Report the number of lines in the entries below that include the word "match", and nothing else.

** Opening Records for processing block **

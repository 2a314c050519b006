//! Per-package constraint reduction
//!
//! Each operator bucket is reduced to its tightest bound, then the
//! buckets are intersected:
//! - `<` / `<=`: the smallest version
//! - `>` / `>=`: the largest version
//! - `==`: must hold a single distinct version
//!
//! A pin is checked against every other bucket and wins if it satisfies
//! them all. Without a pin, the lower and upper bounds are kept with their
//! own operators.

use crate::domain::{Bound, Operator, ResolvedConstraint, Version, VersionSpec};
use crate::error::FuseError;

/// Tightest bound of each operator bucket
#[derive(Debug, Default)]
struct OperatorBuckets {
    less: Option<Version>,
    less_or_equal: Option<Version>,
    equal: Option<Version>,
    greater_or_equal: Option<Version>,
    greater: Option<Version>,
}

impl OperatorBuckets {
    /// Bucket every bound, failing on a second distinct `==` version
    fn collect(bounds: &[Bound]) -> Result<Self, Vec<Version>> {
        let mut buckets = Self::default();
        let mut pins: Vec<Version> = Vec::new();

        for bound in bounds {
            let v = bound.version;
            match bound.operator {
                Operator::Less => buckets.less = Some(min_of(buckets.less, v)),
                Operator::LessOrEqual => {
                    buckets.less_or_equal = Some(min_of(buckets.less_or_equal, v))
                }
                Operator::GreaterOrEqual => {
                    buckets.greater_or_equal = Some(max_of(buckets.greater_or_equal, v))
                }
                Operator::Greater => buckets.greater = Some(max_of(buckets.greater, v)),
                Operator::Equal => {
                    if !pins.contains(&v) {
                        pins.push(v);
                    }
                }
            }
        }

        if pins.len() > 1 {
            pins.sort();
            return Err(pins);
        }
        buckets.equal = pins.first().copied();
        Ok(buckets)
    }

    /// Tightest lower bound; `>=` wins over `>` on the same version
    fn floor(&self) -> Option<Bound> {
        let inclusive = self
            .greater_or_equal
            .map(|v| Bound::new(Operator::GreaterOrEqual, v));
        let exclusive = self.greater.map(|v| Bound::new(Operator::Greater, v));
        match (inclusive, exclusive) {
            (Some(ge), Some(gt)) if gt.version > ge.version => Some(gt),
            (Some(ge), _) => Some(ge),
            (None, gt) => gt,
        }
    }

    /// Tightest upper bound; `<=` wins over `<` on the same version
    fn roof(&self) -> Option<Bound> {
        let inclusive = self
            .less_or_equal
            .map(|v| Bound::new(Operator::LessOrEqual, v));
        let exclusive = self.less.map(|v| Bound::new(Operator::Less, v));
        match (inclusive, exclusive) {
            (Some(le), Some(lt)) if lt.version < le.version => Some(lt),
            (Some(le), _) => Some(le),
            (None, lt) => lt,
        }
    }

    /// The non-pin bucket bounds, for checking a pin against them
    fn open_bounds(&self) -> impl Iterator<Item = Bound> {
        [
            self.less.map(|v| Bound::new(Operator::Less, v)),
            self.less_or_equal
                .map(|v| Bound::new(Operator::LessOrEqual, v)),
            self.greater_or_equal
                .map(|v| Bound::new(Operator::GreaterOrEqual, v)),
            self.greater.map(|v| Bound::new(Operator::Greater, v)),
        ]
        .into_iter()
        .flatten()
    }
}

fn min_of(current: Option<Version>, v: Version) -> Version {
    current.map_or(v, |c| c.min(v))
}

fn max_of(current: Option<Version>, v: Version) -> Version {
    current.map_or(v, |c| c.max(v))
}

/// Fuse every version specification of one package into a single constraint
pub fn fuse_package(package: &str, specs: &[VersionSpec]) -> Result<ResolvedConstraint, FuseError> {
    let bounds: Vec<Bound> = specs.iter().filter_map(VersionSpec::as_bound).copied().collect();

    if bounds.is_empty() {
        return Ok(ResolvedConstraint::Unconstrained);
    }

    let conflict = || FuseError::conflict(package, format_bounds(&bounds));

    let buckets = OperatorBuckets::collect(&bounds).map_err(|pins| {
        let pins: Vec<Bound> = pins
            .into_iter()
            .map(|v| Bound::new(Operator::Equal, v))
            .collect();
        FuseError::conflict(package, format_bounds(&pins))
    })?;

    if let Some(pin) = buckets.equal {
        if buckets.open_bounds().all(|bound| bound.admits(pin)) {
            return Ok(ResolvedConstraint::Pinned(pin));
        }
        return Err(conflict());
    }

    match (buckets.floor(), buckets.roof()) {
        (None, None) => Ok(ResolvedConstraint::Unconstrained),
        (Some(lower), None) => Ok(ResolvedConstraint::Lower(lower)),
        (None, Some(upper)) => Ok(ResolvedConstraint::Upper(upper)),
        (Some(lower), Some(upper)) => {
            if upper.version < lower.version {
                return Err(conflict());
            }
            if upper.version == lower.version {
                // A single point survives only if both sides include it
                if lower.operator.is_inclusive() && upper.operator.is_inclusive() {
                    return Ok(ResolvedConstraint::Pinned(lower.version));
                }
                return Err(conflict());
            }
            Ok(ResolvedConstraint::Range { lower, upper })
        }
    }
}

/// Render bounds as `[>=2.2, <=3.0]` for error messages
fn format_bounds(bounds: &[Bound]) -> String {
    let parts: Vec<String> = bounds.iter().map(Bound::to_string).collect();
    format!("[{}]", parts.join(", "))
}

** Closing Records for processing block **

# Response to this task
4